Sieben Millionen Patienten erleiden weltweit jedes Jahr Komplikationen durch eine Operation, eine Million davon stirbt daran. Experten der Weltgesundheitsorganisation WHO haben in einer umfassenden Studie erstmals die Gesamtzahl aller operativen Eingriffe weltweit ermittelt und kommen zu dem Schluss: Die Hälfte der Komplikationen hätte verhindert werden können. Ihre Ergebnisse präsentieren die Wissenschaftler im britischen Medizinjournal "Lancet".
Das Team um Thomas Weiser von der Harvard-Universität in Boston hatte für die Studie Operationsdaten aus 56 der 192 WHO-Mitgliedsländer aus dem Jahr 2004 ausgewertet und auf alle Länder dieser Welt hochgerechnet, denn nicht alle Länder konnten Daten liefern. Dabei wurden nur die Eingriffe gezählt, bei der Ärzte zum Skalpell greifen mussten und für die mindestens eine lokale Betäubung notwendig war.
Das Los der armen Länder
Die Auswertung macht eine klaffende Versorgungslücke deutlich: "Das reichste Drittel der Weltbevölkerung erhält fast drei Viertel aller Eingriffe, das ärmste Drittel nur 3,5 Prozent", sagt Thomas Weiser. Zugleich ist die Komplikationsrate in ärmeren Ländern deutlich höher. Denn während es in den Industrieländern bei 0,4 bis 0,8 Prozent der Eingriffe zu Todesfällen komme, liege die Sterberate in Entwicklungsländern bei 5 bis 10 Prozent, berichten die Mediziner. Und das nicht nur bei schweren Operationen: Einer von 150 Menschen verstirbt in armen Ländern nur aufgrund der Betäubung.
Die Wissenschaftler gehen davon aus, dass sich mit einer Verbesserung der Behandlungsmethoden die Hälfte aller Komplikationen vermeiden lassen könnten. Eine neue WHO-Checkliste für Kliniken soll Operationen daher künftig sicherer machen. Die Liste soll dafür sorgen, dass alle Patienten mit denselben Sicherheitsstandards operiert werden. Dazu gehören einfache Kontrollen vor, während oder nach dem Eingriff. So muss ein zuständiger Arzt im Vorfeld etwa überprüfen, ob der Patient unter Allergien leidet oder ob die Schnittstelle auf dem Körper richtig markiert ist.
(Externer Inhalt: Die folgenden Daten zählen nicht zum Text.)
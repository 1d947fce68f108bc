//! Circle math, chord/central-angle packing helpers, and the device
//! screen bounds used to keep targets reachable.

use glam::Vec2;
use serde::{Deserialize, Serialize};

use crate::consts;

/// Circle with a center and radius. Hitboxes and capture zones.
#[derive(Debug, Clone, Copy, PartialEq, Serialize, Deserialize)]
pub struct Circle {
    pub center: Vec2,
    pub radius: f32,
}

impl Circle {
    pub fn new(center: Vec2, radius: f32) -> Self {
        Self { center, radius }
    }

    /// True when the point lies inside or on the boundary.
    pub fn contains(&self, point: Vec2) -> bool {
        self.center.distance_squared(point) <= self.radius * self.radius
    }

    /// True when the interiors of the two circles intersect.
    /// Exact tangency does not count as an overlap.
    pub fn overlaps(&self, other: &Circle) -> bool {
        let reach = self.radius + other.radius;
        self.center.distance_squared(other.center) < reach * reach
    }
}

/// Central angle (radians) subtended by a chord on a circle of the given
/// radius. Chords longer than the diameter saturate to a half turn.
pub fn central_angle(chord: f32, radius: f32) -> f32 {
    if radius <= 0.0 {
        return 0.0;
    }
    let ratio = (chord / (2.0 * radius)).clamp(-1.0, 1.0);
    2.0 * ratio.asin()
}

/// Rotate `pos` clockwise around `pivot` by `degrees`.
pub fn rotate_cw_around(pos: Vec2, pivot: Vec2, degrees: f32) -> Vec2 {
    let rad = -degrees.to_radians();
    let (sin, cos) = rad.sin_cos();
    let rel = pos - pivot;
    pivot + Vec2::new(rel.x * cos - rel.y * sin, rel.x * sin + rel.y * cos)
}

/// Playable half extents around a pole, derived from the design resolution
/// and the device aspect ratio.
///
/// The vertical span always fits the design height; wider screens gain
/// horizontal room. A fixed padding keeps spawned targets from straddling
/// the screen edge.
#[derive(Debug, Clone, Copy)]
pub struct ScreenBounds {
    pub half_width: f32,
    pub half_height: f32,
}

impl ScreenBounds {
    pub fn from_aspect(aspect_ratio: f32) -> Self {
        let height = consts::DESIGN_HEIGHT_PX / consts::PIXELS_PER_UNIT;
        let padding = consts::SCREEN_PADDING_PX / consts::PIXELS_PER_UNIT;
        Self {
            half_width: aspect_ratio * height - padding,
            half_height: height - padding,
        }
    }

    /// Bounds at the 480x800 design aspect ratio.
    pub fn design() -> Self {
        Self::from_aspect(consts::DESIGN_WIDTH_PX / consts::DESIGN_HEIGHT_PX)
    }

    /// Clamp `pos` per axis into the rect centered on `pole`.
    pub fn clamp_around(&self, pole: Vec2, pos: Vec2) -> Vec2 {
        Vec2::new(
            pos.x
                .clamp(pole.x - self.half_width, pole.x + self.half_width),
            pos.y
                .clamp(pole.y - self.half_height, pole.y + self.half_height),
        )
    }

    /// True when `circle` intersects the view rect centered on `anchor`.
    /// Drives per-planet simulation activation.
    pub fn intersects_circle(&self, anchor: Vec2, circle: &Circle) -> bool {
        let rel = circle.center - anchor;
        let dx = (rel.x.abs() - self.half_width).max(0.0);
        let dy = (rel.y.abs() - self.half_height).max(0.0);
        dx * dx + dy * dy < circle.radius * circle.radius
            || (rel.x.abs() <= self.half_width && rel.y.abs() <= self.half_height)
    }
}
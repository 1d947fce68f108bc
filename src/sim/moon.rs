//! Moon hazard state machine.
//!
//! A moon circles its planet on a rope whose length the swing states
//! stretch and restore. On challenge completion it flees radially and
//! shrinks away, then waits in `Dispose` for the pool to reclaim it.
//!
//! `Initial -> Orbit -> {Swing <-> Restore} -> Flee -> Shrink -> Dispose`

use glam::Vec2;

use crate::content::{SpeedConfig, SwingConfig};
use crate::{cartesian_to_polar, polar_to_cartesian};

use super::scheduler::{Scheduler, TaskKind, TaskOwner};
use super::pool::EntityId;

/// Final scale at the end of the shrink.
pub const SHRINK_SCALE: f32 = 1.0 / 6.0;
/// Speed multiplier applied by the slow-down power (40% of original).
pub const SLOW_DOWN_SCALE: f32 = 0.4;

#[derive(Debug, Clone, Copy, PartialEq, Eq, Default)]
pub enum MoonPhase {
    #[default]
    Initial,
    Orbit,
    Swing,
    Restore,
    Flee,
    Shrink,
    Dispose,
}

#[derive(Debug, Clone)]
pub struct MoonState {
    pub phase: MoonPhase,
    pub pos: Vec2,
    pub hit_radius: f32,
    pub scale: f32,
    pub hitbox_enabled: bool,
    /// Motion is gated until the owning planet scrolls into view.
    pub simulating: bool,

    planet_center: Vec2,
    initial_radius: f32,
    rope_len: f32,
    theta: f32,

    initial_speed: f32,
    clockwise: bool,
    acceleration_enabled: bool,
    max_speed: f32,
    acceleration: f32,
    accumulator: f32,
    acc_sign: f32,
    dir_sign: f32,
    bounce: bool,

    min_radius: f32,
    max_radius: f32,
    swinging_speed: f32,
    swing_duration: f32,
    pause_duration: f32,
    increasing: bool,

    flee_speed: f32,
    shrink_time: f32,
    flee_velocity: Vec2,
    shrink_elapsed: f32,

    pub sleep_animation: bool,
    pub faint_animation: bool,
    pub cry_animation: bool,
    pub animations_paused: bool,
    slowed_down: bool,
}

impl MoonState {
    pub fn new(pos: Vec2, hit_radius: f32) -> Self {
        Self {
            phase: MoonPhase::Initial,
            pos,
            hit_radius,
            scale: 1.0,
            hitbox_enabled: true,
            simulating: false,
            planet_center: pos,
            initial_radius: 0.0,
            rope_len: 0.0,
            theta: 0.0,
            initial_speed: 0.0,
            clockwise: true,
            acceleration_enabled: false,
            max_speed: 0.0,
            acceleration: 0.0,
            accumulator: 0.0,
            acc_sign: 1.0,
            dir_sign: 1.0,
            bounce: false,
            min_radius: 0.0,
            max_radius: 0.0,
            swinging_speed: 0.0,
            swing_duration: 0.0,
            pause_duration: 0.0,
            increasing: false,
            flee_speed: 0.0,
            shrink_time: 0.0,
            flee_velocity: Vec2::ZERO,
            shrink_elapsed: 0.0,
            sleep_animation: false,
            faint_animation: false,
            cry_animation: false,
            animations_paused: false,
            slowed_down: false,
        }
    }

    /// Attach to a planet. The rope takes the current distance as its
    /// natural length.
    pub fn attach(&mut self, planet_center: Vec2) {
        self.planet_center = planet_center;
        let (r, theta) = cartesian_to_polar(self.pos - planet_center);
        self.initial_radius = r;
        self.rope_len = r;
        self.theta = theta;
    }

    pub fn rope_len(&self) -> f32 {
        self.rope_len
    }

    pub fn initial_radius(&self) -> f32 {
        self.initial_radius
    }

    pub fn is_slowed_down(&self) -> bool {
        self.slowed_down
    }

    pub fn orbit(&mut self, config: &SpeedConfig) {
        self.initial_speed = config.initial_speed;
        self.clockwise = config.clockwise;
        if config.acceleration_config.enabled {
            self.acceleration_enabled = true;
            self.max_speed = config.acceleration_config.max_speed;
            self.acceleration = config.acceleration_config.acceleration;
            self.bounce = config.acceleration_config.bounce;
            self.accumulator = 0.0;
            self.acc_sign = 1.0;
            self.dir_sign = 1.0;
        } else {
            self.acceleration_enabled = false;
        }
        self.phase = MoonPhase::Orbit;
    }

    pub fn start_swinging(&mut self, config: &SwingConfig) {
        self.min_radius = config.min_radius.min(config.max_radius);
        self.max_radius = config.min_radius.max(config.max_radius);
        self.swinging_speed = config.swinging_speed;
        self.increasing = self.rope_len <= self.max_radius;
        self.phase = MoonPhase::Swing;
    }

    /// Swing, then auto-stop after `swing_duration` and swing again after
    /// another `pause_duration`. Both timers belong to this moon and die
    /// with it.
    pub fn start_swinging_with_pause(
        &mut self,
        config: &SwingConfig,
        id: EntityId,
        scheduler: &mut Scheduler,
    ) {
        self.swing_duration = config.swing_duration;
        self.pause_duration = config.pause_duration;
        self.start_swinging(config);
        scheduler.schedule(TaskOwner::Moon(id), TaskKind::StopSwinging, self.swing_duration);
        scheduler.schedule(
            TaskOwner::Moon(id),
            TaskKind::RestartSwinging,
            self.swing_duration + self.pause_duration,
        );
    }

    pub fn stop_swinging(&mut self) {
        self.increasing = self.rope_len <= self.initial_radius;
        self.phase = MoonPhase::Restore;
    }

    /// Re-enter the timed swing loop with the current parameters.
    pub fn restart_swinging(&mut self, id: EntityId, scheduler: &mut Scheduler) {
        let config = SwingConfig {
            enabled: true,
            min_radius: self.min_radius,
            max_radius: self.max_radius,
            swinging_speed: self.swinging_speed,
            swing_duration: self.swing_duration,
            pause_duration: self.pause_duration,
        };
        self.start_swinging_with_pause(&config, id, scheduler);
    }

    pub fn set_flee(&mut self, flee_speed: f32, shrink_time: f32) {
        self.flee_speed = flee_speed;
        self.shrink_time = shrink_time;
    }

    /// Leave orbit. Pending swing timers are cancelled so they cannot
    /// yank a fleeing moon back into a swing.
    pub fn start_flee(&mut self, id: EntityId, scheduler: &mut Scheduler) {
        scheduler.cancel_owner(TaskOwner::Moon(id));
        self.phase = MoonPhase::Flee;
    }

    /// Applied at most once per moon; repeat pickups are spent elsewhere.
    pub fn slow_down(&mut self) {
        self.swinging_speed *= SLOW_DOWN_SCALE;
        self.initial_speed *= SLOW_DOWN_SCALE;
        self.max_speed *= SLOW_DOWN_SCALE;
        self.acceleration *= SLOW_DOWN_SCALE;
        self.swing_duration /= SLOW_DOWN_SCALE;
        self.pause_duration /= SLOW_DOWN_SCALE;
        self.slowed_down = true;
        self.sleep();
    }

    pub fn sleep(&mut self) {
        self.sleep_animation = true;
    }

    /// Slowed moons keep the drowsy look.
    pub fn wake(&mut self) {
        if !self.slowed_down {
            self.sleep_animation = false;
        }
    }

    pub fn faint(&mut self) {
        self.sleep_animation = false;
        self.faint_animation = true;
    }

    pub fn cry(&mut self) {
        self.cry_animation = true;
    }

    pub fn simulate(&mut self) {
        self.simulating = true;
    }

    /// Fixed-step motion pass.
    pub fn fixed_update(&mut self, dt: f32) {
        if !self.simulating {
            return;
        }
        match self.phase {
            MoonPhase::Orbit => {
                self.go_round(dt);
            }
            MoonPhase::Swing => {
                self.go_round(dt);
                let delta = self.swinging_speed * dt;
                if self.increasing {
                    self.rope_len += delta;
                    if self.max_radius <= self.rope_len {
                        self.rope_len = self.max_radius;
                        self.increasing = false;
                    }
                } else {
                    self.rope_len -= delta;
                    if self.rope_len <= self.min_radius {
                        self.rope_len = self.min_radius;
                        self.increasing = true;
                    }
                }
                self.sync_pos();
            }
            MoonPhase::Restore => {
                self.go_round(dt);
                let delta = self.swinging_speed * dt;
                if self.increasing {
                    self.rope_len += delta;
                    if self.initial_radius <= self.rope_len {
                        self.rope_len = self.initial_radius;
                        self.phase = MoonPhase::Orbit;
                    }
                } else {
                    self.rope_len -= delta;
                    if self.rope_len <= self.initial_radius {
                        self.rope_len = self.initial_radius;
                        self.phase = MoonPhase::Orbit;
                    }
                }
                self.sync_pos();
            }
            MoonPhase::Flee => {
                self.hitbox_enabled = false;
                let outward = (self.pos - self.planet_center).normalize_or(Vec2::X);
                self.flee_velocity = outward * self.flee_speed;
                self.shrink_elapsed = 0.0;
                self.phase = MoonPhase::Shrink;
                self.faint();
            }
            MoonPhase::Shrink => {
                // the flee velocity keeps carrying the moon outward
                self.pos += self.flee_velocity * dt;
            }
            MoonPhase::Initial | MoonPhase::Dispose => {}
        }
    }

    /// Variable-step pass: the shrink lerp runs on render time.
    pub fn logic_update(&mut self, dt: f32) {
        if self.phase == MoonPhase::Shrink {
            self.shrink_elapsed += dt;
            let completed = if self.shrink_time > 0.0 {
                self.shrink_elapsed / self.shrink_time
            } else {
                1.0
            };
            self.scale = 1.0 + (SHRINK_SCALE - 1.0) * completed.min(1.0);
            if completed >= 1.0 {
                self.phase = MoonPhase::Dispose;
            }
        }
    }

    fn go_round(&mut self, dt: f32) {
        let mut speed = self.initial_speed;
        let mut dir = 1.0;
        if self.acceleration_enabled {
            self.accumulator += self.acc_sign * dt;
            let lo = self.initial_speed.min(self.max_speed);
            let hi = self.initial_speed.max(self.max_speed);
            let new_speed = (self.initial_speed + self.acceleration * self.accumulator).clamp(lo, hi);
            speed = new_speed;
            dir = self.dir_sign;
            if new_speed == hi || new_speed == lo {
                self.acc_sign = -self.acc_sign;
                if new_speed == lo && self.bounce {
                    self.dir_sign = -self.dir_sign;
                }
            }
        }
        let spin = if self.clockwise { -1.0 } else { 1.0 };
        if self.rope_len > f32::EPSILON {
            self.theta += spin * dir * (speed / self.rope_len) * dt;
        }
        self.sync_pos();
    }

    fn sync_pos(&mut self) {
        self.pos = self.planet_center + polar_to_cartesian(self.rope_len, self.theta);
    }
}
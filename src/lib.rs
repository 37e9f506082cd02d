//! Pixel Guess (workspace facade crate).
//!
//! Re-exports the member crates under short names and adds the pieces that
//! tie them together for the binary: configuration and engine wiring.

pub use pixel_guess_assets as assets;
pub use pixel_guess_core as core;
pub use pixel_guess_input as input;
pub use pixel_guess_pixel as pixel;
pub use pixel_guess_term as term;
pub use pixel_guess_types as types;

pub mod config;
pub mod session;

pub use config::Config;
pub use session::{build_engine, open_provider, TerminalEngine};
//! Suggestion ranking for the guess autocomplete.
//!
//! Matching is substring-based on normalized names (see [`crate::text`]).
//! Ordering:
//! - names that start with the query come first
//! - then ascending normalized name
//! - then the original spelling, so the order is total and repeatable

use std::cmp::Ordering;

use crate::text::normalize;

/// Rank `candidates` against a free-text `query`.
///
/// A blank query yields no suggestions at all. The caller's candidate slice
/// is never reordered; a new vector is returned.
///
/// # Examples
///
/// ```
/// use pixel_guess_core::suggest::rank;
///
/// let pool = ["Annie", "Anivia", "Cassiopeia"];
/// assert_eq!(rank("ann", &pool), vec!["Annie"]);
/// assert_eq!(rank("an", &pool), vec!["Anivia", "Annie"]);
/// assert!(rank("   ", &pool).is_empty());
/// ```
pub fn rank<S: AsRef<str>>(query: &str, candidates: &[S]) -> Vec<String> {
    if query.trim().is_empty() {
        return Vec::new();
    }

    let needle = normalize(query);
    let mut matches: Vec<(bool, String, &str)> = candidates
        .iter()
        .filter_map(|candidate| {
            let name: &str = candidate.as_ref();
            let key = normalize(name);
            if key.contains(&needle) {
                Some((key.starts_with(&needle), key, name))
            } else {
                None
            }
        })
        .collect();

    matches.sort_by(|a, b| compare(a, b));
    matches.into_iter().map(|(_, _, name)| name.to_string()).collect()
}

fn compare(a: &(bool, String, &str), b: &(bool, String, &str)) -> Ordering {
    // `true` (prefix match) sorts first.
    b.0.cmp(&a.0)
        .then_with(|| a.1.cmp(&b.1))
        .then_with(|| a.2.cmp(b.2))
}

/// Move a focus index by `delta` within `len` items, wrapping both ways.
///
/// Returns 0 when there is nothing to focus.
pub fn wrap_focus(index: usize, delta: isize, len: usize) -> usize {
    if len == 0 {
        return 0;
    }
    let len = len as isize;
    (((index as isize + delta) % len + len) % len) as usize
}
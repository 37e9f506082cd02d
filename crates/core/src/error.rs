//! Error taxonomy for catalog loading, image loading, and round start.
//!
//! Wrong guesses are not errors; they are [`Feedback::Wrong`](crate::types::Feedback).

use thiserror::Error;

/// Errors surfaced by the game core and its host adapters.
#[derive(Debug, Error)]
pub enum GameError {
    /// A catalog or name list could not be read or parsed.
    #[error("failed to load {what}: {reason}")]
    DataLoad { what: String, reason: String },

    /// A specific image could not be read or decoded.
    #[error("failed to load image {path}: {reason}")]
    ImageLoad { path: String, reason: String },

    /// The filtered catalog pool has no entries.
    #[error("no {kind} entries available with the current filter")]
    EmptyPool { kind: &'static str },

    /// The preference store could not persist a value.
    #[error("failed to save preference {key}: {reason}")]
    Preferences { key: String, reason: String },
}

impl GameError {
    pub fn data_load(what: impl Into<String>, reason: impl ToString) -> Self {
        GameError::DataLoad {
            what: what.into(),
            reason: reason.to_string(),
        }
    }

    pub fn image_load(path: impl Into<String>, reason: impl ToString) -> Self {
        GameError::ImageLoad {
            path: path.into(),
            reason: reason.to_string(),
        }
    }

    pub fn is_empty_pool(&self) -> bool {
        matches!(self, GameError::EmptyPool { .. })
    }
}

pub type Result<T> = std::result::Result<T, GameError>;
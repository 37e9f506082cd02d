//! Host-side I/O for the game core
//!
//! - [`files`]: catalog data files under the asset root
//! - [`prefs`]: JSON-file backed [`PreferenceStore`](pixel_guess_core::PreferenceStore)
//! - [`loader`]: background decode + pixelize, delivered back to the game loop

pub mod files;
pub mod loader;
pub mod prefs;

pub use files::{catalog_file_name, load_catalog, CHARACTER_NAMES_FILE};
pub use loader::{load_round_images, ImageLoader, LoadOutcome};
pub use prefs::JsonFilePreferences;
//! Terminal "game renderer" module.
//!
//! A small, game-oriented rendering layer: the view draws into a plain
//! framebuffer of styled cells, and the renderer flushes only what changed.
//! Images are drawn with upper-half-block glyphs, two pixels per cell.
//!
//! Goals:
//! - Keep `core` deterministic and testable
//! - Keep the view pure so layouts can be asserted on in tests
//! - Truecolor output; the mosaic is the whole point of the game

pub mod fb;
pub mod game_view;
pub mod renderer;

pub use pixel_guess_core as core;
pub use pixel_guess_types as types;

pub use fb::{Cell, CellStyle, FrameBuffer, Rgb, HALF_BLOCK};
pub use game_view::{GameView, StatusLine, Viewport};
pub use renderer::{encode_diff_into, encode_full_into, TerminalRenderer};
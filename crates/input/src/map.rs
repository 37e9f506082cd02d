//! Key mapping from terminal events to game actions.

use crate::types::GameAction;
use crossterm::event::{KeyCode, KeyEvent, KeyEventKind, KeyModifiers};

/// Map keyboard input to game actions.
///
/// Key releases are ignored so terminals that report them do not type twice.
pub fn handle_key_event(key: KeyEvent) -> Option<GameAction> {
    if key.kind == KeyEventKind::Release {
        return None;
    }
    let ctrl = key.modifiers.contains(KeyModifiers::CONTROL);

    match key.code {
        // Editing
        KeyCode::Char('u') | KeyCode::Char('U') if ctrl => Some(GameAction::ClearInput),
        KeyCode::Char(_) if ctrl => None,
        KeyCode::Char(c) => Some(GameAction::Type(c)),
        KeyCode::Backspace => Some(GameAction::Backspace),

        // Suggestions
        KeyCode::Down => Some(GameAction::FocusNext),
        KeyCode::Up => Some(GameAction::FocusPrev),
        KeyCode::Enter => Some(GameAction::Accept),

        // Round
        KeyCode::Tab => Some(GameAction::Skip),
        KeyCode::F(2) => Some(GameAction::ToggleExtended),
        KeyCode::F(3) => Some(GameAction::ToggleHistory),
        KeyCode::Esc => Some(GameAction::Back),

        _ => None,
    }
}

/// Check if key should quit the game immediately.
///
/// Letters are guess input, so only Ctrl+C quits.
pub fn should_quit(key: KeyEvent) -> bool {
    key.code == KeyCode::Char('c') && key.modifiers.contains(KeyModifiers::CONTROL)
}

#[cfg(test)]
mod tests {
    use super::*;
    use crossterm::event::{KeyCode, KeyEvent, KeyEventState, KeyModifiers};

    #[test]
    fn test_printable_keys_type() {
        assert_eq!(
            handle_key_event(KeyEvent::from(KeyCode::Char('a'))),
            Some(GameAction::Type('a'))
        );
        assert_eq!(
            handle_key_event(KeyEvent::new(KeyCode::Char('A'), KeyModifiers::SHIFT)),
            Some(GameAction::Type('A'))
        );
        assert_eq!(
            handle_key_event(KeyEvent::from(KeyCode::Char(' '))),
            Some(GameAction::Type(' '))
        );
        assert_eq!(
            handle_key_event(KeyEvent::from(KeyCode::Char('é'))),
            Some(GameAction::Type('é'))
        );
        assert_eq!(
            handle_key_event(KeyEvent::from(KeyCode::Backspace)),
            Some(GameAction::Backspace)
        );
    }

    #[test]
    fn test_suggestion_keys() {
        assert_eq!(
            handle_key_event(KeyEvent::from(KeyCode::Down)),
            Some(GameAction::FocusNext)
        );
        assert_eq!(
            handle_key_event(KeyEvent::from(KeyCode::Up)),
            Some(GameAction::FocusPrev)
        );
        assert_eq!(
            handle_key_event(KeyEvent::from(KeyCode::Enter)),
            Some(GameAction::Accept)
        );
    }

    #[test]
    fn test_round_keys() {
        assert_eq!(
            handle_key_event(KeyEvent::from(KeyCode::Tab)),
            Some(GameAction::Skip)
        );
        assert_eq!(
            handle_key_event(KeyEvent::from(KeyCode::F(2))),
            Some(GameAction::ToggleExtended)
        );
        assert_eq!(
            handle_key_event(KeyEvent::from(KeyCode::F(3))),
            Some(GameAction::ToggleHistory)
        );
        assert_eq!(
            handle_key_event(KeyEvent::from(KeyCode::Esc)),
            Some(GameAction::Back)
        );
        assert_eq!(handle_key_event(KeyEvent::from(KeyCode::F(9))), None);
    }

    #[test]
    fn test_control_chords() {
        assert_eq!(
            handle_key_event(KeyEvent::new(KeyCode::Char('u'), KeyModifiers::CONTROL)),
            Some(GameAction::ClearInput)
        );
        assert_eq!(
            handle_key_event(KeyEvent::new(KeyCode::Char('x'), KeyModifiers::CONTROL)),
            None
        );
    }

    #[test]
    fn test_release_is_ignored() {
        let release = KeyEvent::new_with_kind_and_state(
            KeyCode::Char('a'),
            KeyModifiers::NONE,
            KeyEventKind::Release,
            KeyEventState::NONE,
        );
        assert_eq!(handle_key_event(release), None);
    }

    #[test]
    fn test_quit_keys() {
        assert!(should_quit(KeyEvent::new(
            KeyCode::Char('c'),
            KeyModifiers::CONTROL
        )));
        assert!(!should_quit(KeyEvent::from(KeyCode::Char('q'))));
        assert!(!should_quit(KeyEvent::from(KeyCode::Esc)));
    }
}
Erst dann darf mit dem Eingriff begonnen werden. Genauso gibt es Richtlinien, die während der OP genau eingehalten werden sollten. Und zum Schluss müssen die Mediziner beispielweise noch einmal kontrollieren, ob alle Tücher, Nägel oder Operationsgeräte wie etwa Skalpelle wieder entfernt wurden.
Erste Pilotversuche waren ein voller Erfolg: Bei den teilnehmenden Krankenhäusern sei die Einhaltung dieser Standards bereits von nur rund einem Drittel (36 Prozent) auf mehr als zwei Drittel (68 Prozent) gestiegen, betont die WHO.
Insgesamt greifen Mediziner rund um den Globus pro Jahr 234,2 Millionen Mal zum Skalpell. Damit gibt es doppelt so viele Eingriffe wie Kinder geboren werden. Nachdem die Versorgung von Mutter und Kind bei der Geburt schon erfolgreich verbessert wurde, sei es nun an der Zeit, sich auch um die Sicherheit bei Operationen und die richtige anschließende Pflege zu kümmern, schreiben die Wissenschaftler.